* Task material *
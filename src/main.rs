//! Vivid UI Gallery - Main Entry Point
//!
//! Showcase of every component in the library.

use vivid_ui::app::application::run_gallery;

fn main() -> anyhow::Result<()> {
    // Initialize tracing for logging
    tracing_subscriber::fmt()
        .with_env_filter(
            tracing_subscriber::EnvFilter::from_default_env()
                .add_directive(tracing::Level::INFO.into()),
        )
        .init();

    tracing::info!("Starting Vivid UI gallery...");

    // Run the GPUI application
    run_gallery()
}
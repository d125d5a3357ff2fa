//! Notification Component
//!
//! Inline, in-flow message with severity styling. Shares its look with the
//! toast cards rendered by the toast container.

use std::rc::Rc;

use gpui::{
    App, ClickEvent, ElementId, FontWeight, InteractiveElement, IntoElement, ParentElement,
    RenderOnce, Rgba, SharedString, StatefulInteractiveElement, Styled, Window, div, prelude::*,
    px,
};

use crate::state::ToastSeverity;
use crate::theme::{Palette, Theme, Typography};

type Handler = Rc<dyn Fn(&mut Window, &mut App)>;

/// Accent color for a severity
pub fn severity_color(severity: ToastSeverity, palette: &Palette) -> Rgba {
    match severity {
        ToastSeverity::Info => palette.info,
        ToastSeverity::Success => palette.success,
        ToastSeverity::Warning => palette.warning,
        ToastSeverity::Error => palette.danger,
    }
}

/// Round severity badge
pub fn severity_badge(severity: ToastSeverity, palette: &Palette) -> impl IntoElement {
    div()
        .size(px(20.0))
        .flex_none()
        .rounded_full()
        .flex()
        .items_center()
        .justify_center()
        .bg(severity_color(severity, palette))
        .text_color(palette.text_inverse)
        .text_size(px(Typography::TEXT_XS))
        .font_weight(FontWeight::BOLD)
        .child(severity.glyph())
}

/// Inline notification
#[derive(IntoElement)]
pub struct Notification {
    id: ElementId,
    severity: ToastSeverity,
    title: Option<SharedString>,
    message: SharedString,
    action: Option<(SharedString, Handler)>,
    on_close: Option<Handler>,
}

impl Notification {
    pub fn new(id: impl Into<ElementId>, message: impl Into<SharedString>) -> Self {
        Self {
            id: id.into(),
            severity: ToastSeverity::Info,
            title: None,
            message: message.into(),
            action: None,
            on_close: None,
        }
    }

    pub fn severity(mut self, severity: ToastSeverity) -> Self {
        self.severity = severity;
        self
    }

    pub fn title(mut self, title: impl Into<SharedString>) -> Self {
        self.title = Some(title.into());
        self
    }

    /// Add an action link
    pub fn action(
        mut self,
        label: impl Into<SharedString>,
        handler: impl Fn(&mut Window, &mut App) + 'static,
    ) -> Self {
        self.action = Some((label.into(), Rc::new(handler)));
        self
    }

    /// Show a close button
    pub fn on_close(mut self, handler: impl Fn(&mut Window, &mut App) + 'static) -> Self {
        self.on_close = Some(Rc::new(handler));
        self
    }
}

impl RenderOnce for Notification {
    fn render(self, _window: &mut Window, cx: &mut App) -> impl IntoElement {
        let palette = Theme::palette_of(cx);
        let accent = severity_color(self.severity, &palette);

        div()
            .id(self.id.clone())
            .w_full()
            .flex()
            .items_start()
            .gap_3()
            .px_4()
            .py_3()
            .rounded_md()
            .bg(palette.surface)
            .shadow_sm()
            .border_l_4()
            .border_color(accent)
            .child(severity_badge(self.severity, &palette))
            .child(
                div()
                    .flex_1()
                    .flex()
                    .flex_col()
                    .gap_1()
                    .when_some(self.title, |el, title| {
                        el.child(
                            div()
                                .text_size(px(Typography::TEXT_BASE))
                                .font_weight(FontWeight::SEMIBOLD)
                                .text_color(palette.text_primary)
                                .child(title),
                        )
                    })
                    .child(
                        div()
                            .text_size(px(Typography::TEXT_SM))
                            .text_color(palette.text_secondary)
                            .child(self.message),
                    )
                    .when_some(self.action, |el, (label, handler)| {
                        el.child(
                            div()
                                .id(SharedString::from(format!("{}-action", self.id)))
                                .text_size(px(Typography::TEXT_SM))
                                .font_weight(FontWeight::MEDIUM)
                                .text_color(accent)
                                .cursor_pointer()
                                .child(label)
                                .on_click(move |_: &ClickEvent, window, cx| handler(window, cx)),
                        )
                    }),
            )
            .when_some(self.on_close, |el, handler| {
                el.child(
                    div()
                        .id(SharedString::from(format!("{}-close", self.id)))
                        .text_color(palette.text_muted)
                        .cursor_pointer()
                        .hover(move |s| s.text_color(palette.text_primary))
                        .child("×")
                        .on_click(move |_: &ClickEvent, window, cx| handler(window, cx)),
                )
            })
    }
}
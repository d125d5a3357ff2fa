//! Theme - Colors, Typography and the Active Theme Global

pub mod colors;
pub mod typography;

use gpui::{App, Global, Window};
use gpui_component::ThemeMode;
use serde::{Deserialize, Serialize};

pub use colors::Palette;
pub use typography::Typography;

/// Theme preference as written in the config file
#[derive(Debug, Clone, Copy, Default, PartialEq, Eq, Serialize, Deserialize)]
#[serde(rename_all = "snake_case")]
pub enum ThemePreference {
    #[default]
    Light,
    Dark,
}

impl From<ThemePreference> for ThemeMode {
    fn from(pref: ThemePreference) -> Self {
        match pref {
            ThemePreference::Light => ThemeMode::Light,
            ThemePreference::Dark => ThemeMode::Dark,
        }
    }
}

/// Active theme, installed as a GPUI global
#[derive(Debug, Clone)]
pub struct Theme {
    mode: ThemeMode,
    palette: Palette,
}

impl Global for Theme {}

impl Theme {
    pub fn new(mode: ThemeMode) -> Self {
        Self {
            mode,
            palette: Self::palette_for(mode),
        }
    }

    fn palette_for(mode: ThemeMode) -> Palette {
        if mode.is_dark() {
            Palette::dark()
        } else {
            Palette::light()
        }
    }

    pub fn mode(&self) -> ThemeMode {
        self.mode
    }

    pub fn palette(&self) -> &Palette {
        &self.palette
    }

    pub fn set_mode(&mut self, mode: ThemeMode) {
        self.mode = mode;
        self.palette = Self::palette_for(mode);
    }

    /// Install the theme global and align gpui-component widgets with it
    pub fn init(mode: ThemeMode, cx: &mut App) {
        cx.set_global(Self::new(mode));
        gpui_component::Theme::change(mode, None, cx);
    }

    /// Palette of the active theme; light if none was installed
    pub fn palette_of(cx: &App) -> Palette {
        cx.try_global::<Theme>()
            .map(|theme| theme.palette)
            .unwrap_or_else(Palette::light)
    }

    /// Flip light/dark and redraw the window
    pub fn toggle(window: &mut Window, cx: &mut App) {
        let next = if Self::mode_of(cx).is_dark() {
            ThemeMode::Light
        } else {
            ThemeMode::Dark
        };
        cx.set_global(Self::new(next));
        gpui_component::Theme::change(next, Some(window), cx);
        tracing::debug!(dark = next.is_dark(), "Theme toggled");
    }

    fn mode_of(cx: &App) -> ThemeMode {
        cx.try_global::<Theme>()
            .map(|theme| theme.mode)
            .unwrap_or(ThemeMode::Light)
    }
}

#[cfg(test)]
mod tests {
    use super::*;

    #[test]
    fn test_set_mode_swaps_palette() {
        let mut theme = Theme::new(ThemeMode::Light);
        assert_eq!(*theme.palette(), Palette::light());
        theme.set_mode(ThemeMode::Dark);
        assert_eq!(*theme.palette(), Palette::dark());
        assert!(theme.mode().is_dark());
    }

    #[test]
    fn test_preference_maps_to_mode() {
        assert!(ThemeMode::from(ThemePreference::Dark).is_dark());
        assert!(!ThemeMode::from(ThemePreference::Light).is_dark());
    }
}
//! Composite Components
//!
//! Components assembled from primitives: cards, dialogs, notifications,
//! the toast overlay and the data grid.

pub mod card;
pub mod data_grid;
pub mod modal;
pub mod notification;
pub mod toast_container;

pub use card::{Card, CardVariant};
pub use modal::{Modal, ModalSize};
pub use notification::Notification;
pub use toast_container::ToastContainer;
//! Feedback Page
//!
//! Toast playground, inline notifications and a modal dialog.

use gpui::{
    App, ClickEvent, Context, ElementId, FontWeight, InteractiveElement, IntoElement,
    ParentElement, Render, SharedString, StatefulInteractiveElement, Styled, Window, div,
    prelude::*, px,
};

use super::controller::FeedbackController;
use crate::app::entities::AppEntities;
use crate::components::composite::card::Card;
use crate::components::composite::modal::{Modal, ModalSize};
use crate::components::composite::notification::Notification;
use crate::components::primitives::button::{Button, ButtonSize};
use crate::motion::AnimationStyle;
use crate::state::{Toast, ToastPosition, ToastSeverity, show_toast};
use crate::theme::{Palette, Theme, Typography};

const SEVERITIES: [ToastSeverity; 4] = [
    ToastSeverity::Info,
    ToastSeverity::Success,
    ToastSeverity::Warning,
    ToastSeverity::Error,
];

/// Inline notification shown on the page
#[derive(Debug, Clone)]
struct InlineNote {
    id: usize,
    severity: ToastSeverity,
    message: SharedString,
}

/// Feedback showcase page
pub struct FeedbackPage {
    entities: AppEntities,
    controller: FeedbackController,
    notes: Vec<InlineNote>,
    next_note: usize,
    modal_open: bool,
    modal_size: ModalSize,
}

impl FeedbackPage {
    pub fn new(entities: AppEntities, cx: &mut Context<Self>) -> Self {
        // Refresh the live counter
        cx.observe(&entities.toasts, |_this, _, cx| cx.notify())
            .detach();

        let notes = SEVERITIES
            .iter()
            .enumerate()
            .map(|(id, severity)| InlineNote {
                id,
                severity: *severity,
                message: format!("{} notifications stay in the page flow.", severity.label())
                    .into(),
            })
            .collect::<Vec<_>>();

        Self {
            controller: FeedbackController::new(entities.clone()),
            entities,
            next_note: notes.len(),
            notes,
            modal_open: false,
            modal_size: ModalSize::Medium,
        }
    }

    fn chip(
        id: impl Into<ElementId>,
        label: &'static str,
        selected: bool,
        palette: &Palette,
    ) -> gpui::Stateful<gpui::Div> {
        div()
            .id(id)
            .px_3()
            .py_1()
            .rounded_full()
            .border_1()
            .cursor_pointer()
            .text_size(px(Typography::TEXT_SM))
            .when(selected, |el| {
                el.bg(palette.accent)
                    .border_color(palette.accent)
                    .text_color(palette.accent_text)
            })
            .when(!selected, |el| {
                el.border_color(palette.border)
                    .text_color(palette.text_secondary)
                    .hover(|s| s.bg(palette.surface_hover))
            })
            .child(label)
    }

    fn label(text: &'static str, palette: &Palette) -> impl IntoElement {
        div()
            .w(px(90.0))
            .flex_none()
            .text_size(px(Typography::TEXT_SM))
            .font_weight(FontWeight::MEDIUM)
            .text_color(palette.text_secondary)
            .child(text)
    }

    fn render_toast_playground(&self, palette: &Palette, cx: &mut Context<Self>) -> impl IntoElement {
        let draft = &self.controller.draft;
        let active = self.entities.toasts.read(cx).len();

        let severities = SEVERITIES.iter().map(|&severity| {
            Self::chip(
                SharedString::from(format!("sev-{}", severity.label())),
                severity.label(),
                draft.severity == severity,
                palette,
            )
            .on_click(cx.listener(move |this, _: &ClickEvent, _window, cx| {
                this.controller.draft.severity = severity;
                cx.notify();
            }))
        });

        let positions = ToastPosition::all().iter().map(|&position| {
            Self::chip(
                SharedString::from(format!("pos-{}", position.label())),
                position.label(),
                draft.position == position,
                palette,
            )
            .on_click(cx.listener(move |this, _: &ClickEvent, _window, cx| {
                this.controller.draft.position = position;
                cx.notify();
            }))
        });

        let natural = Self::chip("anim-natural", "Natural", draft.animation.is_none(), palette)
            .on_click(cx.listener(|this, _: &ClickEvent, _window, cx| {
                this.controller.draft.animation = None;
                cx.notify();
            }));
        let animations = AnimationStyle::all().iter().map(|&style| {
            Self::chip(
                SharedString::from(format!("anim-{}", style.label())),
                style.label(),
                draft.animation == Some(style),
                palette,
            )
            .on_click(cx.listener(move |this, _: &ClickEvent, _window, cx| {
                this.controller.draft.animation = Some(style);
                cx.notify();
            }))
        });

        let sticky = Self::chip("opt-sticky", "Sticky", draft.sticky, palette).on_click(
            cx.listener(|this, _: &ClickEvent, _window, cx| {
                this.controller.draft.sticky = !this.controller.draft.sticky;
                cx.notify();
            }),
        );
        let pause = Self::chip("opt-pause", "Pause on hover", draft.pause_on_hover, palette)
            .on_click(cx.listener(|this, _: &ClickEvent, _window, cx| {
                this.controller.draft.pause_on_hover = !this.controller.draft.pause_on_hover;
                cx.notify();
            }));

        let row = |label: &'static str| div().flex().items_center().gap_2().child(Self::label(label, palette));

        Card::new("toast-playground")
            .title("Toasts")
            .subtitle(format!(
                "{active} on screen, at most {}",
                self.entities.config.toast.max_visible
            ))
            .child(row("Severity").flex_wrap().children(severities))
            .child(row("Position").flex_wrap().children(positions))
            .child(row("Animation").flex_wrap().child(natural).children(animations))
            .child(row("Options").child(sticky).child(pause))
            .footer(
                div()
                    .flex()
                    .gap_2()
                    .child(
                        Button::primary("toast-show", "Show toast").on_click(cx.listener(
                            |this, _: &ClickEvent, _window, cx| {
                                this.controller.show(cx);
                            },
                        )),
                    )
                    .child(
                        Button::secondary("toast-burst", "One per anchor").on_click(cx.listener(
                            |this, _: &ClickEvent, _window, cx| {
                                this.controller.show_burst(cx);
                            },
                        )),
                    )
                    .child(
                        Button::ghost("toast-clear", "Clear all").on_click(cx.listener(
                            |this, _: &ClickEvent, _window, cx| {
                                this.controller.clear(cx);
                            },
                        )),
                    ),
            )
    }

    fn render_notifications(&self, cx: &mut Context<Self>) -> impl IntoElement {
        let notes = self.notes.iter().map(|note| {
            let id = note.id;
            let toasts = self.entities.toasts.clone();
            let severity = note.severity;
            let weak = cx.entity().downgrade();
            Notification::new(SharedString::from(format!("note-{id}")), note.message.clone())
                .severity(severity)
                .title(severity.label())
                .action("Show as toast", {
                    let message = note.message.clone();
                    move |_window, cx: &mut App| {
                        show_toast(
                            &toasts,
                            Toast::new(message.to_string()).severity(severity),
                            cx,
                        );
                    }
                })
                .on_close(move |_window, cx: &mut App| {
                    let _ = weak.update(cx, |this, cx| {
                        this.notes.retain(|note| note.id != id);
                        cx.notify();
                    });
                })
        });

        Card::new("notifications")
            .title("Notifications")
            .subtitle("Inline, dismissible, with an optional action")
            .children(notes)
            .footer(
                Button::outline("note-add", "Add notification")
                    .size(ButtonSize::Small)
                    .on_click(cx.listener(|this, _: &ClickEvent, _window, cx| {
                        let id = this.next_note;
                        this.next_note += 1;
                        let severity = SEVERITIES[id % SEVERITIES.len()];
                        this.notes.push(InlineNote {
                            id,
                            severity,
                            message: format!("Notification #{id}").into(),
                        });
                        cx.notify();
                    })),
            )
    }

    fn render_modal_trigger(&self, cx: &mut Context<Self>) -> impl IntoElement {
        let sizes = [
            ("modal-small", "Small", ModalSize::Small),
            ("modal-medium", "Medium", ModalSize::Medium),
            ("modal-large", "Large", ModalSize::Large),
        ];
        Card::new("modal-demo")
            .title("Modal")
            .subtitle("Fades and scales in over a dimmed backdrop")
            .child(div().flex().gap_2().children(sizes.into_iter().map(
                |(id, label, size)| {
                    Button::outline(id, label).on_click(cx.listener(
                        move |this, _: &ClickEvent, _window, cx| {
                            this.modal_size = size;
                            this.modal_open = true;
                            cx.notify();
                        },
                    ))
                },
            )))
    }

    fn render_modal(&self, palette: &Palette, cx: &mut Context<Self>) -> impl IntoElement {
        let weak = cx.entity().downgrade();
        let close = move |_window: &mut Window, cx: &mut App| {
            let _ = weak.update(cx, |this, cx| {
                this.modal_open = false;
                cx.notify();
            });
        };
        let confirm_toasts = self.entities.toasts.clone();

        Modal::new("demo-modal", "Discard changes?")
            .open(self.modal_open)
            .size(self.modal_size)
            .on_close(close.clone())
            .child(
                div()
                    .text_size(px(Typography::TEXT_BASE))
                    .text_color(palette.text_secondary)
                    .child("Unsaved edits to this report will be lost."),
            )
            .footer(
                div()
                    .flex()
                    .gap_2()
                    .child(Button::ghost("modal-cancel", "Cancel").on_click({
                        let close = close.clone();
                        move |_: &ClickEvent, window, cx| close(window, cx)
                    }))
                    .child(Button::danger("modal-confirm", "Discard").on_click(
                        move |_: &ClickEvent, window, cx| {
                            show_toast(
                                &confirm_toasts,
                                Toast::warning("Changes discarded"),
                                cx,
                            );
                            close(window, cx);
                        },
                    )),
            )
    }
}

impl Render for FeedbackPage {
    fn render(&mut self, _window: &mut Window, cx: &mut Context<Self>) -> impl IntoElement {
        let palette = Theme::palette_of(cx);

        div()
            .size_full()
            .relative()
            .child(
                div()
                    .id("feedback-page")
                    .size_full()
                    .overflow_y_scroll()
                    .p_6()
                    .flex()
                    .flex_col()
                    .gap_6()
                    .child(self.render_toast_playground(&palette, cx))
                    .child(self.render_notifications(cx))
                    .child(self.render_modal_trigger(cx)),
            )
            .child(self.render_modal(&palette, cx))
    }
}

* Directions *
For each line in the entries that contains the string "listener", make a copy.

* Answer to the problem *
            .on_click(cx.listener(move |this, _: &ClickEvent, _window, cx| {
            .on_click(cx.listener(move |this, _: &ClickEvent, _window, cx| {
            .on_click(cx.listener(|this, _: &ClickEvent, _window, cx| {
            .on_click(cx.listener(move |this, _: &ClickEvent, _window, cx| {
            cx.listener(|this, _: &ClickEvent, _window, cx| {
            .on_click(cx.listener(|this, _: &ClickEvent, _window, cx| {
                        Button::primary("toast-show", "Show toast").on_click(cx.listener(
                        Button::secondary("toast-burst", "One per anchor").on_click(cx.listener(
                        Button::ghost("toast-clear", "Clear all").on_click(cx.listener(
                    .on_click(cx.listener(|this, _: &ClickEvent, _window, cx| {
                    Button::outline(id, label).on_click(cx.listener(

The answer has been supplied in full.